Die Uhr tickt, aber im politischen Grabenkampf um die US-Schulden bleiben die Fronten verhärtet. Der vierte Schuldengipfel hat noch immer keine Lösung gebracht.
12.07.2011 Update: 13.07.2011 - 01:04 Uhr 5 Kommentare
Der republikanische Verhandlungschef Boehner und Präsident Obama streiten weiter um eine Erhöhung der US-Schuldengrenze. Quelle: Reuters

Der republikanische Verhandlungschef Boehner und Präsident Obama streiten weiter um eine Erhöhung der US-Schuldengrenze.

(Foto: Reuters)

Washington Auch der vierte „Schuldengipfel“ in Washington hat offenbar keinen Durchbruch gebracht. US-Präsident Barack Obama und führende Kongressmitglieder trennten sich nach rund zwei Stunden im Weißen Haus, ohne eine Erklärung abzugeben. Erst kurz zuvor hatte Obama eine deutliche Warnung erteilt: Falls es nicht bald eine Einigung über die Erhöhung des Schuldenlimits geben sollte, könne die Regierung nicht garantieren, dass rund 50 Millionen Zahlungen für Rentner, ehemalige Soldaten sowie für Behinderte Anfang August getätigt würden.

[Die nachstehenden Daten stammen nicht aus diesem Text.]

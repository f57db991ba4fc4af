#![forbid(unsafe_code)]

//! Dirty-region tracking.
//!
//! A tracker accumulates invalidated rectangles and answers "does this
//! rectangle need repaint?". Three strategies implement the same
//! [`DirtyRegion`] contract so the compositor is agnostic to the choice:
//!
//! - [`MergeRegions`]: a short list of coalesced rectangles. Precise;
//!   adjacent rects (within a 1-pixel tolerance) merge so the list stays
//!   small.
//! - [`BoundingBox`]: one envelope rectangle. O(1) adds, may
//!   over-invalidate.
//! - [`CellGrid`]: fixed-size cells marked whole. Bounded memory, coarse
//!   granularity.
//!
//! # Contract
//!
//! - `add` ignores empty rects and only ever grows the stale area; a
//!   tracker is monotonic within a frame.
//! - `intersects` is true iff the query strictly overlaps some stale area
//!   (possibly enlarged by the strategy's granularity).
//! - `clear` is the only shrinking operation; it runs once per scheduler
//!   cycle after paint.

use panelui_core::geometry::Rect;
use smallvec::SmallVec;

/// The stale-area contract shared by all tracking strategies.
pub trait DirtyRegion: std::fmt::Debug {
    /// Accumulate a stale rectangle. Empty rects are ignored.
    fn add(&mut self, rect: Rect);

    /// Whether the query rectangle overlaps any stale area.
    fn intersects(&self, rect: &Rect) -> bool;

    /// Drop all stale area.
    fn clear(&mut self);

    /// Whether anything is stale at all.
    fn is_dirty(&self) -> bool;

    /// The smallest rectangle covering all stale area, if any.
    ///
    /// Used to bound the hardware flush window.
    fn bounding(&self) -> Option<Rect>;

    /// The stale rectangles as the strategy stores them.
    ///
    /// Consistent with [`intersects`](Self::intersects): a query overlaps
    /// the stale area iff it overlaps some returned rectangle. Background
    /// fills iterate these instead of the bounding envelope, which may
    /// cover clean area between disjoint rects.
    fn regions(&self) -> Vec<Rect>;
}

/// Pixel tolerance within which separate rectangles coalesce.
///
/// 1 pixel: edge-adjacent rects merge, bounding the list length for the
/// common "row of widgets repainted together" case.
const MERGE_TOLERANCE: u16 = 1;

/// Region-merge tracking: a short list of coalesced rectangles.
#[derive(Debug, Default)]
pub struct MergeRegions {
    areas: SmallVec<[Rect; 8]>,
}

impl MergeRegions {
    /// Create an empty tracker.
    #[must_use]
    pub fn new() -> Self {
        Self::default()
    }

    /// The stored rectangles (for tests and debug overlays).
    #[must_use]
    pub fn areas(&self) -> &[Rect] {
        &self.areas
    }
}

impl DirtyRegion for MergeRegions {
    fn add(&mut self, rect: Rect) {
        if rect.is_empty() {
            return;
        }
        // Merge into the first overlapping-or-adjacent entry; otherwise
        // append. A merged entry is not re-coalesced against the rest --
        // the tolerance keeps the list short enough that precision wins.
        for area in &mut self.areas {
            if area.touches(&rect, MERGE_TOLERANCE) {
                *area = area.union(&rect);
                return;
            }
        }
        self.areas.push(rect);
    }

    fn intersects(&self, rect: &Rect) -> bool {
        self.areas.iter().any(|area| area.intersects(rect))
    }

    fn clear(&mut self) {
        self.areas.clear();
    }

    fn is_dirty(&self) -> bool {
        !self.areas.is_empty()
    }

    fn bounding(&self) -> Option<Rect> {
        let mut iter = self.areas.iter();
        let first = *iter.next()?;
        Some(iter.fold(first, |acc, r| acc.union(r)))
    }

    fn regions(&self) -> Vec<Rect> {
        self.areas.to_vec()
    }
}

/// Bounding-box tracking: all stale area collapses into one envelope.
#[derive(Debug, Default)]
pub struct BoundingBox {
    area: Option<Rect>,
}

impl BoundingBox {
    /// Create an empty tracker.
    #[must_use]
    pub fn new() -> Self {
        Self::default()
    }
}

impl DirtyRegion for BoundingBox {
    fn add(&mut self, rect: Rect) {
        if rect.is_empty() {
            return;
        }
        self.area = Some(match self.area {
            Some(area) => area.union(&rect),
            None => rect,
        });
    }

    fn intersects(&self, rect: &Rect) -> bool {
        self.area.is_some_and(|area| area.intersects(rect))
    }

    fn clear(&mut self) {
        self.area = None;
    }

    fn is_dirty(&self) -> bool {
        self.area.is_some()
    }

    fn bounding(&self) -> Option<Rect> {
        self.area
    }

    fn regions(&self) -> Vec<Rect> {
        self.area.into_iter().collect()
    }
}

/// Grid tracking: the screen is quantized into fixed-size cells and whole
/// cells are marked stale.
#[derive(Debug)]
pub struct CellGrid {
    width: u16,
    height: u16,
    cell_size: u16,
    cols: u16,
    rows: u16,
    cells: Vec<bool>,
    marked: Vec<usize>,
}

impl CellGrid {
    /// Create a tracker covering a `width` x `height` screen.
    ///
    /// `cell_size` is clamped to at least 1; powers of two divide fastest.
    #[must_use]
    pub fn new(width: u16, height: u16, cell_size: u16) -> Self {
        let cell_size = cell_size.max(1);
        let cols = width.div_ceil(cell_size);
        let rows = height.div_ceil(cell_size);
        Self {
            width,
            height,
            cell_size,
            cols,
            rows,
            cells: vec![false; cols as usize * rows as usize],
            marked: Vec::new(),
        }
    }

    /// Cell index range covered by a rect, clipped to the grid.
    fn cell_span(&self, rect: &Rect) -> Option<(u16, u16, u16, u16)> {
        let clipped = Rect::from_size(self.width, self.height).intersection_opt(rect)?;
        let c0 = clipped.x / self.cell_size;
        let r0 = clipped.y / self.cell_size;
        let c1 = (clipped.right() - 1) / self.cell_size;
        let r1 = (clipped.bottom() - 1) / self.cell_size;
        Some((r0, c0, r1.min(self.rows - 1), c1.min(self.cols - 1)))
    }

    #[inline]
    fn index(&self, row: u16, col: u16) -> usize {
        row as usize * self.cols as usize + col as usize
    }
}

impl DirtyRegion for CellGrid {
    fn add(&mut self, rect: Rect) {
        if rect.is_empty() {
            return;
        }
        let Some((r0, c0, r1, c1)) = self.cell_span(&rect) else {
            return;
        };
        for row in r0..=r1 {
            for col in c0..=c1 {
                let i = self.index(row, col);
                if !self.cells[i] {
                    self.cells[i] = true;
                    self.marked.push(i);
                }
            }
        }
    }

    fn intersects(&self, rect: &Rect) -> bool {
        let Some((r0, c0, r1, c1)) = self.cell_span(rect) else {
            return false;
        };
        for row in r0..=r1 {
            for col in c0..=c1 {
                if self.cells[self.index(row, col)] {
                    return true;
                }
            }
        }
        false
    }

    fn clear(&mut self) {
        for &i in &self.marked {
            self.cells[i] = false;
        }
        self.marked.clear();
    }

    fn is_dirty(&self) -> bool {
        !self.marked.is_empty()
    }

    fn bounding(&self) -> Option<Rect> {
        let mut bounds: Option<(u16, u16, u16, u16)> = None;
        for &i in &self.marked {
            let row = (i / self.cols as usize) as u16;
            let col = (i % self.cols as usize) as u16;
            bounds = Some(match bounds {
                None => (row, col, row, col),
                Some((r0, c0, r1, c1)) => (r0.min(row), c0.min(col), r1.max(row), c1.max(col)),
            });
        }
        let (r0, c0, r1, c1) = bounds?;
        let x = c0 * self.cell_size;
        let y = r0 * self.cell_size;
        let right = ((c1 + 1) * self.cell_size).min(self.width);
        let bottom = ((r1 + 1) * self.cell_size).min(self.height);
        Some(Rect::new(x, y, right - x, bottom - y))
    }

    fn regions(&self) -> Vec<Rect> {
        self.marked
            .iter()
            .map(|&i| {
                let row = (i / self.cols as usize) as u16;
                let col = (i % self.cols as usize) as u16;
                let x = col * self.cell_size;
                let y = row * self.cell_size;
                let right = ((col + 1) * self.cell_size).min(self.width);
                let bottom = ((row + 1) * self.cell_size).min(self.height);
                Rect::new(x, y, right - x, bottom - y)
            })
            .collect()
    }
}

Angesichts der schwierigen Verhandlungen zirkulieren neue Vorschläge: So schlägt der republikanische Fraktionsführer im Senat, Mitch McConnell, nach einem Bericht der „New York Times“ den Ausweg vor, Obama die Vollmacht zu erteilen, das Schuldenlimit von derzeit 14,3 Billionen Dollar (10 Billionen Euro) zeitweise auch ohne vorheriges Parlamentsvotum erhöhen zu können.

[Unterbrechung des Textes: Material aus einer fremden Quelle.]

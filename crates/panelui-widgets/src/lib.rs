#![forbid(unsafe_code)]

//! Leaf renderers: text labels and buttons.
//!
//! Widgets here implement [`panelui_scene::LeafRenderer`]; they draw
//! into their node's private buffer and leave everything else (layout,
//! dirty tracking, compositing) to the scene graph.

pub mod button;
pub mod font;
pub mod label;

pub use button::Button;
pub use font::{Glyph, GlyphData, GlyphProvider, MonoFont};
pub use label::{Label, TextAlign};
#![forbid(unsafe_code)]

//! Shared vocabulary for panelui.
//!
//! This crate holds the types every other panelui crate speaks in:
//! pixel-space geometry, node identifiers, the input event model, widget
//! state flags, and the logging facade. It has no opinion about rendering
//! or layout; those live in `panelui-render` and `panelui-scene`.

pub mod event;
pub mod geometry;
pub mod id;
pub mod logging;
pub mod state;

// Re-export tracing macros at crate root for ergonomic use.
#[cfg(feature = "tracing")]
pub use logging::{debug, debug_span, error, info, trace, trace_span, warn};

pub use event::{Event, EventKind, EventTarget};
pub use geometry::{Rect, Sides, Size};
pub use id::NodeId;
pub use state::WidgetState;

Falls bis zum Stichtag am 2. August keine Erhöhung beschlossen werden sollte, droht die Zahlungsunfähigkeit der USA. Ratingagenturen haben bereits vor schweren Konsequenzen gewarnt. Eine Erhöhung der Zinsen für die USA könnte ein Abrutschen der US-Wirtschaft in die Rezession auslösen - mit Negativfolgen für die Weltwirtschaft.

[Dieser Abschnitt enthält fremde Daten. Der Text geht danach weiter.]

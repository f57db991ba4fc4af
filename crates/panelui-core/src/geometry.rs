#![forbid(unsafe_code)]

//! Geometric primitives.
//!
//! All coordinates are panel pixels (0-indexed, origin at the top-left
//! corner of the screen). Widths saturate rather than wrap; a panel this
//! crate targets never exceeds `u16` in either dimension.

/// A width/height pair in pixels.
#[derive(Debug, Clone, Copy, PartialEq, Eq, Hash, Default)]
pub struct Size {
    /// Width in pixels.
    pub width: u16,
    /// Height in pixels.
    pub height: u16,
}

impl Size {
    /// Zero-area size.
    pub const ZERO: Self = Self {
        width: 0,
        height: 0,
    };

    /// Create a new size.
    #[inline]
    pub const fn new(width: u16, height: u16) -> Self {
        Self { width, height }
    }

    /// Area in pixels.
    #[inline]
    pub const fn area(&self) -> u32 {
        self.width as u32 * self.height as u32
    }

    /// Check if either dimension is zero.
    #[inline]
    pub const fn is_empty(&self) -> bool {
        self.width == 0 || self.height == 0
    }

    /// Component-wise maximum.
    #[inline]
    pub fn max(self, other: Size) -> Size {
        Size::new(self.width.max(other.width), self.height.max(other.height))
    }
}

/// A rectangle for dirty regions, layout bounds, and hit testing.
#[derive(Debug, Clone, Copy, PartialEq, Eq, Hash, Default)]
pub struct Rect {
    /// Left edge (inclusive).
    pub x: u16,
    /// Top edge (inclusive).
    pub y: u16,
    /// Width in pixels.
    pub width: u16,
    /// Height in pixels.
    pub height: u16,
}

impl Rect {
    /// Create a new rectangle.
    #[inline]
    pub const fn new(x: u16, y: u16, width: u16, height: u16) -> Self {
        Self {
            x,
            y,
            width,
            height,
        }
    }

    /// Create a rectangle at the origin with the given size.
    #[inline]
    pub const fn from_size(width: u16, height: u16) -> Self {
        Self::new(0, 0, width, height)
    }

    /// Position and size as a rectangle.
    #[inline]
    pub const fn at(x: u16, y: u16, size: Size) -> Self {
        Self::new(x, y, size.width, size.height)
    }

    /// Right edge (exclusive).
    #[inline]
    pub const fn right(&self) -> u16 {
        self.x.saturating_add(self.width)
    }

    /// Bottom edge (exclusive).
    #[inline]
    pub const fn bottom(&self) -> u16 {
        self.y.saturating_add(self.height)
    }

    /// Size of the rectangle.
    #[inline]
    pub const fn size(&self) -> Size {
        Size {
            width: self.width,
            height: self.height,
        }
    }

    /// Area in pixels.
    #[inline]
    pub const fn area(&self) -> u32 {
        self.width as u32 * self.height as u32
    }

    /// Check if the rectangle has zero area.
    #[inline]
    pub const fn is_empty(&self) -> bool {
        self.width == 0 || self.height == 0
    }

    /// Check if a point is inside the rectangle.
    ///
    /// Edges follow the half-open convention: `[x, x+w) × [y, y+h)`.
    #[inline]
    pub const fn contains(&self, x: u16, y: u16) -> bool {
        x >= self.x && x < self.right() && y >= self.y && y < self.bottom()
    }

    /// Check if this rectangle overlaps another (strictly, no tolerance).
    #[inline]
    pub fn intersects(&self, other: &Rect) -> bool {
        !self.is_empty()
            && !other.is_empty()
            && self.x < other.right()
            && other.x < self.right()
            && self.y < other.bottom()
            && other.y < self.bottom()
    }

    /// Check if this rectangle overlaps or touches another within the
    /// given pixel tolerance.
    ///
    /// A tolerance of 1 treats edge-adjacent rectangles as touching; the
    /// dirty tracker uses this to coalesce neighbouring stale areas.
    #[inline]
    pub fn touches(&self, other: &Rect, tolerance: u16) -> bool {
        !self.is_empty()
            && !other.is_empty()
            && self.x <= other.right().saturating_add(tolerance)
            && other.x <= self.right().saturating_add(tolerance)
            && self.y <= other.bottom().saturating_add(tolerance)
            && other.y <= self.bottom().saturating_add(tolerance)
    }

    /// Compute the intersection with another rectangle.
    ///
    /// Returns an empty rectangle if the rectangles don't overlap.
    #[inline]
    pub fn intersection(&self, other: &Rect) -> Rect {
        self.intersection_opt(other).unwrap_or_default()
    }

    /// Compute the intersection, returning `None` if there is no overlap.
    #[inline]
    pub fn intersection_opt(&self, other: &Rect) -> Option<Rect> {
        let x = self.x.max(other.x);
        let y = self.y.max(other.y);
        let right = self.right().min(other.right());
        let bottom = self.bottom().min(other.bottom());

        if x < right && y < bottom {
            Some(Rect::new(x, y, right - x, bottom - y))
        } else {
            None
        }
    }

    /// The smallest rectangle containing both this one and another.
    pub fn union(&self, other: &Rect) -> Rect {
        if self.is_empty() {
            return *other;
        }
        if other.is_empty() {
            return *self;
        }
        let x = self.x.min(other.x);
        let y = self.y.min(other.y);
        let right = self.right().max(other.right());
        let bottom = self.bottom().max(other.bottom());

        Rect {
            x,
            y,
            width: right.saturating_sub(x),
            height: bottom.saturating_sub(y),
        }
    }

    /// Create a new rectangle inside the current one with the given margin.
    pub fn inner(&self, margin: Sides) -> Rect {
        let x = self.x.saturating_add(margin.left);
        let y = self.y.saturating_add(margin.top);
        let width = self
            .width
            .saturating_sub(margin.left)
            .saturating_sub(margin.right);
        let height = self
            .height
            .saturating_sub(margin.top)
            .saturating_sub(margin.bottom);

        Rect {
            x,
            y,
            width,
            height,
        }
    }

    /// Translate so that the origin moves by `(dx, dy)` leftward/upward.
    ///
    /// Used when mapping screen-space bounds into an offscreen buffer whose
    /// own origin sits at `(dx, dy)` on screen.
    #[inline]
    pub const fn relative_to(&self, dx: u16, dy: u16) -> Rect {
        Rect {
            x: self.x.saturating_sub(dx),
            y: self.y.saturating_sub(dy),
            width: self.width,
            height: self.height,
        }
    }
}

/// Per-edge insets for padding.
#[derive(Debug, Clone, Copy, PartialEq, Eq, Default)]
pub struct Sides {
    pub top: u16,
    pub right: u16,
    pub bottom: u16,
    pub left: u16,
}

impl Sides {
    /// Create new sides with equal values.
    pub const fn all(val: u16) -> Self {
        Self {
            top: val,
            right: val,
            bottom: val,
            left: val,
        }
    }

    /// Create new sides with specific values.
    pub const fn new(top: u16, right: u16, bottom: u16, left: u16) -> Self {
        Self {
            top,
            right,
            bottom,
            left,
        }
    }

    /// Sum of left and right.
    #[inline]
    pub const fn horizontal_sum(&self) -> u16 {
        self.left.saturating_add(self.right)
    }

    /// Sum of top and bottom.
    #[inline]
    pub const fn vertical_sum(&self) -> u16 {
        self.top.saturating_add(self.bottom)
    }
}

Unterdessen macht auch die Geschäftswelt in dem Finanzdrama mobil: Eine breite Koalition, der unter anderem die US-Handelskammern angehören, appellierte an die Politiker, „ihren Job zu tun“. Sie sollten ihre parteipolitischen Streitereien überwinden und das Interesse des Landes ins Auge fassen, hieß es.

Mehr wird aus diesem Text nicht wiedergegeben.